А я велела ему заткнуться и забыть, что он и сделал.
– Несколько причин, - Одинцов ответил не сразу. – Я… потом уже читал отчеты. Так вот, животное должно быть молодым. Чем моложе, тем легче переносят трансформацию. Людей это тоже касается, поэтому и ты, и Софья выжили.
Секундная стрелка весело бежит по циферблату.
Часы каминные. И наверняка дорогие. В этом доме вовсе нет дешевых вещей, и когда-то данное обстоятельство меня несказанно бесило. Хотя… справедливости ради, меня тогда все несказанно бесило.
– Во-вторых, ты сама была сильно ослаблена. А трансформация требует энергии.
И снова правда.
Мы еле-еле выбрались на тот островок посреди болот. Охота – она ведь не только для тебя охота. И в любой момент ты из охотника можешь стать дичью.

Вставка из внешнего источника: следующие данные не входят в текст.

//! Feature pipeline orchestrator

use crate::config::FeatureConfig;
use crate::error::{FeatureError, Result};
use crate::pipeline::graph::ExecutionPlan;
use crate::pipeline::groups::{MomentumGroup, TrendGroup, VolatilityGroup, VolumeGroup};
use crate::pipeline::stage::{RowTrim, Stage, StageKind, StageOutput};
use crate::pipeline::stages::{PriceChangeStage, ReturnStage, TargetStage};
use crate::table::{FeatureTable, PriceTable};
use crate::types::BASE_COLUMNS;
use rayon::prelude::*;
use std::time::Instant;

/// Ordered set of stages turning a price table into a feature table
pub struct FeaturePipeline {
    stages: Vec<Box<dyn Stage>>,
    plan: ExecutionPlan,
    parallel: bool,
}

impl FeaturePipeline {
    /// Validate stage dependencies and build the execution plan
    pub fn new(stages: Vec<Box<dyn Stage>>) -> Result<Self> {
        let plan = ExecutionPlan::build(&stages)?;
        Ok(Self {
            stages,
            plan,
            parallel: true,
        })
    }

    /// The full returns, indicators and target pipeline
    pub fn standard(config: &FeatureConfig) -> Result<Self> {
        config.validate()?;

        let stages: Vec<Box<dyn Stage>> = vec![
            Box::new(ReturnStage),
            Box::new(PriceChangeStage),
            Box::new(TrendGroup::new(config.clone())),
            Box::new(VolatilityGroup::new(config.clone())),
            Box::new(MomentumGroup::new(config.clone())),
            Box::new(VolumeGroup::new(config.clone())),
            Box::new(TargetStage),
        ];

        Ok(Self::new(stages)?.with_parallel(config.parallel))
    }

    /// Toggle running stages of the same layer on the rayon pool
    pub fn with_parallel(mut self, parallel: bool) -> Self {
        self.parallel = parallel;
        self
    }

    pub fn plan(&self) -> &ExecutionPlan {
        &self.plan
    }

    /// Stage names in execution order
    pub fn stage_names(&self) -> Vec<&str> {
        self.plan.order().map(|i| self.stages[i].name()).collect()
    }

    /// Every column the pipeline appends, in execution order
    pub fn output_columns(&self) -> Vec<String> {
        self.plan
            .order()
            .flat_map(|i| self.stages[i].produces())
            .collect()
    }

    /// Compute every feature for a price table
    pub fn run(&self, prices: &PriceTable) -> Result<FeatureTable> {
        self.run_table(FeatureTable::from_prices(prices))
    }

    /// Compute every feature on an existing working table
    pub fn run_table(&self, mut table: FeatureTable) -> Result<FeatureTable> {
        self.check_schema(&table)?;

        log::info!(
            "Computing features for {} rows ({} stages in {} layers)",
            table.len(),
            self.stages.len(),
            self.plan.layers().len()
        );
        let started = Instant::now();

        for layer in self.plan.layers() {
            let outputs: Vec<Result<StageOutput>> = if self.parallel && layer.len() > 1 {
                layer
                    .par_iter()
                    .map(|&i| self.compute_stage(i, &table))
                    .collect()
            } else {
                layer
                    .iter()
                    .map(|&i| self.compute_stage(i, &table))
                    .collect()
            };

            let mut trims = Vec::new();
            for (&i, output) in layer.iter().zip(outputs) {
                let output = output?;
                self.merge(i, &mut table, output.columns)?;
                if output.trim != RowTrim::None {
                    trims.push((i, output.trim));
                }
            }

            for (i, trim) in trims {
                let stage = &self.stages[i];
                if stage.kind() == StageKind::Features {
                    return Err(FeatureError::InvalidInput(format!(
                        "feature stage {} cannot drop rows",
                        stage.name()
                    )));
                }
                match trim {
                    RowTrim::Leading(n) => table.trim_leading(n),
                    RowTrim::Trailing(n) => table.trim_trailing(n),
                    RowTrim::None => {}
                }
                log::debug!("Stage {} trimmed rows: {:?}, {} remain", stage.name(), trim, table.len());
            }
        }

        log::info!(
            "Feature table complete: {} rows, {} columns in {:?}",
            table.len(),
            table.column_names().len(),
            started.elapsed()
        );

        Ok(table)
    }

    /// Base columns every stage reads must exist before anything runs
    fn check_schema(&self, table: &FeatureTable) -> Result<()> {
        for stage in &self.stages {
            for column in stage.requires() {
                if BASE_COLUMNS.contains(&column.as_str()) && !table.has_column(&column) {
                    return Err(FeatureError::missing_column(&column));
                }
            }
            for column in stage.produces() {
                if table.has_column(&column) {
                    return Err(FeatureError::ColumnCollision(column));
                }
            }
        }
        Ok(())
    }

    fn compute_stage(&self, index: usize, table: &FeatureTable) -> Result<StageOutput> {
        let stage = &self.stages[index];
        let started = Instant::now();
        let output = stage.compute(table)?;
        log::debug!(
            "Stage {} computed {} columns in {:?}",
            stage.name(),
            output.columns.len(),
            started.elapsed()
        );
        Ok(output)
    }

    fn merge(&self, index: usize, table: &mut FeatureTable, columns: Vec<(String, Vec<f64>)>) -> Result<()> {
        let stage = &self.stages[index];
        let declared = stage.produces();

        for (name, values) in columns {
            if !declared.contains(&name) {
                return Err(FeatureError::Schema(format!(
                    "stage {} produced undeclared column '{}'",
                    stage.name(),
                    name
                )));
            }

            let undefined = values.iter().filter(|v| !v.is_finite()).count();
            if !values.is_empty() && undefined == values.len() {
                log::warn!("Column {} from stage {} is entirely undefined", name, stage.name());
            } else if undefined > 0 {
                log::debug!("Column {} has {} undefined rows", name, undefined);
            }

            table.insert_column(name, values)?;
        }

        Ok(())
    }
}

– Ну и в-третьих, нужно четко понимать, что кардинальные изменения невозможны. Трансформация усиливает какие-то исходные свойства и только. А ты пыталась из старой деревенской шавки сделать второго Мрака.
– То есть, я все сделала
Засранец. Мог бы и соврать. Только… не станет. Потому что лжи ему я точно не прощу.

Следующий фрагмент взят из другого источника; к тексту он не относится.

//! Price and feature tables
//!
//! A [`PriceTable`] is the immutable, chronologically ordered input. A
//! [`FeatureTable`] is its columnar working copy: the base OHLCV columns plus
//! every derived column appended by the pipeline stages. Rows are addressed
//! purely by position, so every shift and window below assumes row `i` is
//! strictly earlier than row `i + 1`.

use crate::error::{FeatureError, Result};
use crate::types::{Date, PriceRow, BASE_COLUMNS};
use hashbrown::HashMap;

/// Ordered daily OHLCV series, strictly increasing by date
#[derive(Debug, Clone)]
pub struct PriceTable {
    rows: Vec<PriceRow>,
}

impl PriceTable {
    /// Build a table, validating ordering and row values
    pub fn new(rows: Vec<PriceRow>) -> Result<Self> {
        for (i, row) in rows.iter().enumerate() {
            if !row.is_valid() {
                return Err(FeatureError::InvalidInput(format!(
                    "row {} ({}) has non-positive prices or negative volume",
                    i, row.date
                )));
            }
        }

        if let Some(pair) = rows.windows(2).find(|w| w[0].date >= w[1].date) {
            return Err(FeatureError::InvalidInput(format!(
                "dates must be strictly increasing: {} followed by {}",
                pair[0].date, pair[1].date
            )));
        }

        Ok(Self { rows })
    }

    /// Sort by date first, then validate. Duplicate dates are still rejected.
    pub fn from_unsorted(mut rows: Vec<PriceRow>) -> Result<Self> {
        rows.sort_by_key(|r| r.date);
        Self::new(rows)
    }

    pub fn rows(&self) -> &[PriceRow] {
        &self.rows
    }

    pub fn len(&self) -> usize {
        self.rows.len()
    }

    pub fn is_empty(&self) -> bool {
        self.rows.is_empty()
    }

    /// First and last date, if any
    pub fn date_range(&self) -> Option<(Date, Date)> {
        match (self.rows.first(), self.rows.last()) {
            (Some(first), Some(last)) => Some((first.date, last.date)),
            _ => None,
        }
    }
}

/// Columnar table of base and derived values
#[derive(Debug, Clone)]
pub struct FeatureTable {
    dates: Vec<Date>,
    columns: HashMap<String, Vec<f64>>,
    /// Column names in insertion order
    order: Vec<String>,
}

impl FeatureTable {
    /// Columnar copy of a price table with only the base columns
    pub fn from_prices(prices: &PriceTable) -> Self {
        let rows = prices.rows();
        let mut table = Self {
            dates: rows.iter().map(|r| r.date).collect(),
            columns: HashMap::with_capacity(32),
            order: Vec::with_capacity(32),
        };

        let base: [(&str, fn(&PriceRow) -> f64); 5] = [
            ("open", |r: &PriceRow| r.open),
            ("high", |r: &PriceRow| r.high),
            ("low", |r: &PriceRow| r.low),
            ("close", |r: &PriceRow| r.close),
            ("volume", |r: &PriceRow| r.volume),
        ];
        for (name, field) in base {
            table.order.push(name.to_string());
            table
                .columns
                .insert(name.to_string(), rows.iter().map(field).collect());
        }

        table
    }

    /// Number of rows
    pub fn len(&self) -> usize {
        self.dates.len()
    }

    pub fn is_empty(&self) -> bool {
        self.dates.is_empty()
    }

    pub fn dates(&self) -> &[Date] {
        &self.dates
    }

    /// Look up a column, failing with a schema error if absent
    pub fn column(&self, name: &str) -> Result<&[f64]> {
        self.columns
            .get(name)
            .map(|v| v.as_slice())
            .ok_or_else(|| FeatureError::missing_column(name))
    }

    pub fn has_column(&self, name: &str) -> bool {
        self.columns.contains_key(name)
    }

    /// All column names in insertion order, base columns first
    pub fn column_names(&self) -> &[String] {
        &self.order
    }

    /// Names of the columns appended on top of the base OHLCV columns
    pub fn derived_columns(&self) -> impl Iterator<Item = &str> {
        self.order
            .iter()
            .map(|s| s.as_str())
            .filter(|name| !BASE_COLUMNS.contains(name))
    }

    /// Single cell, `None` if the column or row does not exist
    pub fn value(&self, name: &str, row: usize) -> Option<f64> {
        self.columns.get(name).and_then(|c| c.get(row)).copied()
    }

    /// Append a new column. Existing names are never overwritten.
    pub fn insert_column(&mut self, name: impl Into<String>, values: Vec<f64>) -> Result<()> {
        let name = name.into();

        if self.columns.contains_key(&name) {
            return Err(FeatureError::ColumnCollision(name));
        }

        if values.len() != self.len() {
            return Err(FeatureError::InvalidInput(format!(
                "column '{}' has {} rows, table has {}",
                name,
                values.len(),
                self.len()
            )));
        }

        self.order.push(name.clone());
        self.columns.insert(name, values);
        Ok(())
    }

    /// Drop the first `n` rows from every column
    pub fn trim_leading(&mut self, n: usize) {
        let n = n.min(self.len());
        self.dates.drain(..n);
        for values in self.columns.values_mut() {
            values.drain(..n);
        }
    }

    /// Drop the last `n` rows from every column
    pub fn trim_trailing(&mut self, n: usize) {
        let keep = self.len().saturating_sub(n);
        self.dates.truncate(keep);
        for values in self.columns.values_mut() {
            values.truncate(keep);
        }
    }

    /// Keep only rows where every derived column holds a finite value.
    ///
    /// The engine itself never filters: warm-up prefixes and degenerate
    /// ranges stay undefined in the full table.
    pub fn complete_rows(&self) -> FeatureTable {
        let derived: Vec<&[f64]> = self
            .derived_columns()
            .filter_map(|name| self.columns.get(name).map(|v| v.as_slice()))
            .collect();

        let keep: Vec<usize> = (0..self.len())
            .filter(|&i| derived.iter().all(|col| col[i].is_finite()))
            .collect();

        let columns = self
            .columns
            .iter()
            .map(|(name, values)| (name.clone(), keep.iter().map(|&i| values[i]).collect()))
            .collect();

        FeatureTable {
            dates: keep.iter().map(|&i| self.dates[i]).collect(),
            columns,
            order: self.order.clone(),
        }
    }
}

#[cfg(test)]
mod tests {
    use super::*;
    use chrono::NaiveDate;

    fn rows(n: usize) -> Vec<PriceRow> {
        let start = NaiveDate::from_ymd_opt(2024, 1, 1).unwrap();
        (0..n)
            .map(|i| {
                let c = 100.0 + i as f64;
                PriceRow::new(start + chrono::Duration::days(i as i64), c, c + 1.0, c - 1.0, c, 1000.0)
            })
            .collect()
    }

    #[test]
    fn test_rejects_unordered_dates() {
        let mut data = rows(3);
        data.swap(0, 2);
        assert!(matches!(
            PriceTable::new(data.clone()),
            Err(FeatureError::InvalidInput(_))
        ));
        assert_eq!(PriceTable::from_unsorted(data).unwrap().len(), 3);
    }

    #[test]
    fn test_rejects_duplicate_dates() {
        let mut data = rows(3);
        data[1].date = data[0].date;
        assert!(PriceTable::from_unsorted(data).is_err());
    }

    #[test]
    fn test_base_columns() {
        let table = FeatureTable::from_prices(&PriceTable::new(rows(4)).unwrap());
        assert_eq!(table.len(), 4);
        assert_eq!(table.column("close").unwrap()[3], 103.0);
        assert_eq!(table.derived_columns().count(), 0);
        assert!(matches!(table.column("rsi"), Err(FeatureError::Schema(_))));
    }

    #[test]
    fn test_insert_collision_and_length() {
        let mut table = FeatureTable::from_prices(&PriceTable::new(rows(3)).unwrap());
        table.insert_column("x", vec![1.0, 2.0, 3.0]).unwrap();
        assert!(matches!(
            table.insert_column("x", vec![0.0; 3]),
            Err(FeatureError::ColumnCollision(_))
        ));
        assert!(matches!(
            table.insert_column("y", vec![0.0; 2]),
            Err(FeatureError::InvalidInput(_))
        ));
    }

    #[test]
    fn test_trim() {
        let mut table = FeatureTable::from_prices(&PriceTable::new(rows(5)).unwrap());
        table.trim_leading(1);
        table.trim_trailing(2);
        assert_eq!(table.len(), 2);
        assert_eq!(table.column("close").unwrap(), &[101.0, 102.0]);
    }

    #[test]
    fn test_complete_rows() {
        let mut table = FeatureTable::from_prices(&PriceTable::new(rows(4)).unwrap());
        table
            .insert_column("f", vec![f64::NAN, 1.0, f64::INFINITY, 2.0])
            .unwrap();
        let complete = table.complete_rows();
        assert_eq!(complete.len(), 2);
        assert_eq!(complete.column("f").unwrap(), &[1.0, 2.0]);
        assert_eq!(complete.column("close").unwrap(), &[101.0, 103.0]);
    }
}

– Это ведь я просил, - Одинцов был честным не только со мной. – Ты не хотела.
Ну да.
Не хотела. Но тогда это казалось тем самым шансом, который позволит выжить. Это теперь я опытная и умная. Это теперь я могу мысленно обернуться и понять, что мы бы и без той несчастной псины справились бы. И ведь справились, раз живы.
Раз выбрались.
И вот он там. А я тут.
– Ты… вообще как? – поинтересовался Одинцов осторожно.
– Да в целом неплохо. А у тебя дочка родилась?

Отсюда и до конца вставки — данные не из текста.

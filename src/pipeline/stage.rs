//! Stage abstraction for the feature pipeline

use crate::error::Result;
use crate::table::FeatureTable;

/// Scheduling class of a stage
#[derive(Debug, Clone, Copy, PartialEq, Eq, Hash)]
pub enum StageKind {
    /// Changes the row set for everything downstream; runs first, alone
    Reshape,
    /// Appends row-aligned columns; independent stages may run in parallel
    Features,
    /// Reads future rows to build labels; runs after every feature stage
    Label,
}

/// Rows a stage removes once its columns are merged
#[derive(Debug, Clone, Copy, PartialEq, Eq, Default)]
pub enum RowTrim {
    #[default]
    None,
    Leading(usize),
    Trailing(usize),
}

/// Columns computed by one stage
#[derive(Debug, Clone, Default)]
pub struct StageOutput {
    pub columns: Vec<(String, Vec<f64>)>,
    pub trim: RowTrim,
}

impl StageOutput {
    pub fn new() -> Self {
        Self::default()
    }

    /// Add a column
    pub fn with(mut self, name: impl Into<String>, values: Vec<f64>) -> Self {
        self.columns.push((name.into(), values));
        self
    }

    pub fn trimmed(mut self, trim: RowTrim) -> Self {
        self.trim = trim;
        self
    }
}

/// One unit of feature computation.
///
/// A stage declares the columns it reads and the columns it writes; the
/// pipeline uses those declarations to order stages and to reject plans
/// with missing inputs or overlapping outputs before any row is touched.
/// Stages carry no mutable state, so one pipeline can be run on many
/// tables, including concurrently.
pub trait Stage: Send + Sync {
    /// Stage name used in logs and errors
    fn name(&self) -> &str;

    fn kind(&self) -> StageKind {
        StageKind::Features
    }

    /// Columns this stage reads
    fn requires(&self) -> Vec<String>;

    /// Columns this stage appends
    fn produces(&self) -> Vec<String>;

    /// Compute the stage's columns from a read-only view of the table
    fn compute(&self, table: &FeatureTable) -> Result<StageOutput>;
}

/// `Vec<String>` from string literals
pub(crate) fn names(items: &[&str]) -> Vec<String> {
    items.iter().map(|s| s.to_string()).collect()
}
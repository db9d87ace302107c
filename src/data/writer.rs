//! Feature table output: CSV and JSON records

use crate::error::Result;
use crate::table::FeatureTable;
use csv::WriterBuilder;
use serde_json::{Map, Number, Value};
use std::io::Write;
use std::path::Path;

fn format_cell(value: f64) -> String {
    if value.is_finite() {
        value.to_string()
    } else {
        String::new()
    }
}

/// Write `date` followed by every column in insertion order.
/// Non-finite cells are written empty.
pub fn write_features<W: Write>(table: &FeatureTable, sink: W) -> Result<()> {
    let mut writer = WriterBuilder::new().from_writer(sink);
    let names = table.column_names();
    let columns = names
        .iter()
        .map(|name| table.column(name))
        .collect::<Result<Vec<_>>>()?;

    let mut header = Vec::with_capacity(names.len() + 1);
    header.push("date");
    header.extend(names.iter().map(|s| s.as_str()));
    writer.write_record(&header)?;

    for (i, date) in table.dates().iter().enumerate() {
        let mut record = Vec::with_capacity(columns.len() + 1);
        record.push(date.format("%Y-%m-%d").to_string());
        record.extend(columns.iter().map(|col| format_cell(col[i])));
        writer.write_record(&record)?;
    }

    writer.flush()?;
    Ok(())
}

/// Write features to a CSV file
pub fn write_features_to_path(table: &FeatureTable, path: impl AsRef<Path>) -> Result<()> {
    let path = path.as_ref();
    let file = std::fs::File::create(path)?;
    write_features(table, std::io::BufWriter::new(file))?;
    log::info!("Wrote {} rows to {}", table.len(), path.display());
    Ok(())
}

/// One JSON object per row; non-finite cells become `null`
pub fn to_records(table: &FeatureTable) -> Result<Value> {
    let names = table.column_names();
    let columns = names
        .iter()
        .map(|name| table.column(name))
        .collect::<Result<Vec<_>>>()?;

    let records = table
        .dates()
        .iter()
        .enumerate()
        .map(|(i, date)| {
            let mut record = Map::with_capacity(names.len() + 1);
            record.insert("date".to_string(), Value::String(date.to_string()));
            for (name, col) in names.iter().zip(&columns) {
                let cell = Number::from_f64(col[i]).map_or(Value::Null, Value::Number);
                record.insert(name.clone(), cell);
            }
            Value::Object(record)
        })
        .collect();

    Ok(Value::Array(records))
}

/// Write JSON records
pub fn write_json<W: Write>(table: &FeatureTable, sink: W) -> Result<()> {
    serde_json::to_writer_pretty(sink, &to_records(table)?)?;
    Ok(())
}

Спросила. И осеклась, потому что память, она как осколки в рукаве, только забудешь и всенепременно напорешься.
– Да… Зима.
– Ты что, её…
– Красивое имя. И Зимой же родилась, - он оправдывался. Он, мать его, действительно оправдывался. – Крестной не будешь?
– Нет, конечно.
Кто меня в храм-то пустит. Нет, пустить, конечно, пустят. Сейчас к вопросам веры много проще относятся, но все одно, чтобы крестной? Чересчур.
Тут даже его влияния не хватит.
– А жена твоя…
– Понимает. Она мудрая женщина.
Любая женщина, которой деваться некуда, обретает невероятную мудрость.
– Ты сволочь, Одинцов.
– Какой уж есть. Точно не надо приехать?
– Точно.
– Я… кое-что читал. Старые программы… они ведь начались от вас.
Я устроилась поудобнее, хотя кресло, если с ногами забраться, было несколько тесноватым.
– Еще с древности боги даровали людям способность повелевать тварями малыми. И менять их в свою нужду. Не всем, конечно. Тут скорее зависит, думаю, от врожденных способностей. И умений кое-каких. Слышала ведь легенды о берах?
Кто их не слышал.
Я закрыла глаза. И вдруг снова вспомнилось. Запах опары, которая поднимается по-над краем кадушки. Матушкины руки в муке. Вот она хлопает, и мука белой пылью сыплется на опару. А матушка обминает, делит, чтобы отправить кусок в другую кадушку, где уже замешано тесто для завтрашнего хлеба.
И старая Лисица, чьи волосы белы, а глаза слепы, прядет нить. Нить скручивается тонкая да легкая, такая у нас, зрячих, не выходит.
– …и призвал тогда медведей, произнес слово тайное…
– Это сказки, - горло перехватило. Сказки. Конечно. Воины, которые на медведях ездили. И сражались с ними бок о бок. – Это… просто сказки.
– Допустим, - Одинцов знал, когда стоит отступить. – Но тот твой сосед, о котором ты говорила.
А еще просила не лезть в это, потому что… наследство? Силу он мне передал. И Мрака тоже. А уж кем он мне являлся, какая разница?
Отец у меня один. И мать тоже. И останутся ими, что бы там он ни раскопал.
– Я сумел отыскать кое-что. Немногое, архивы погорели.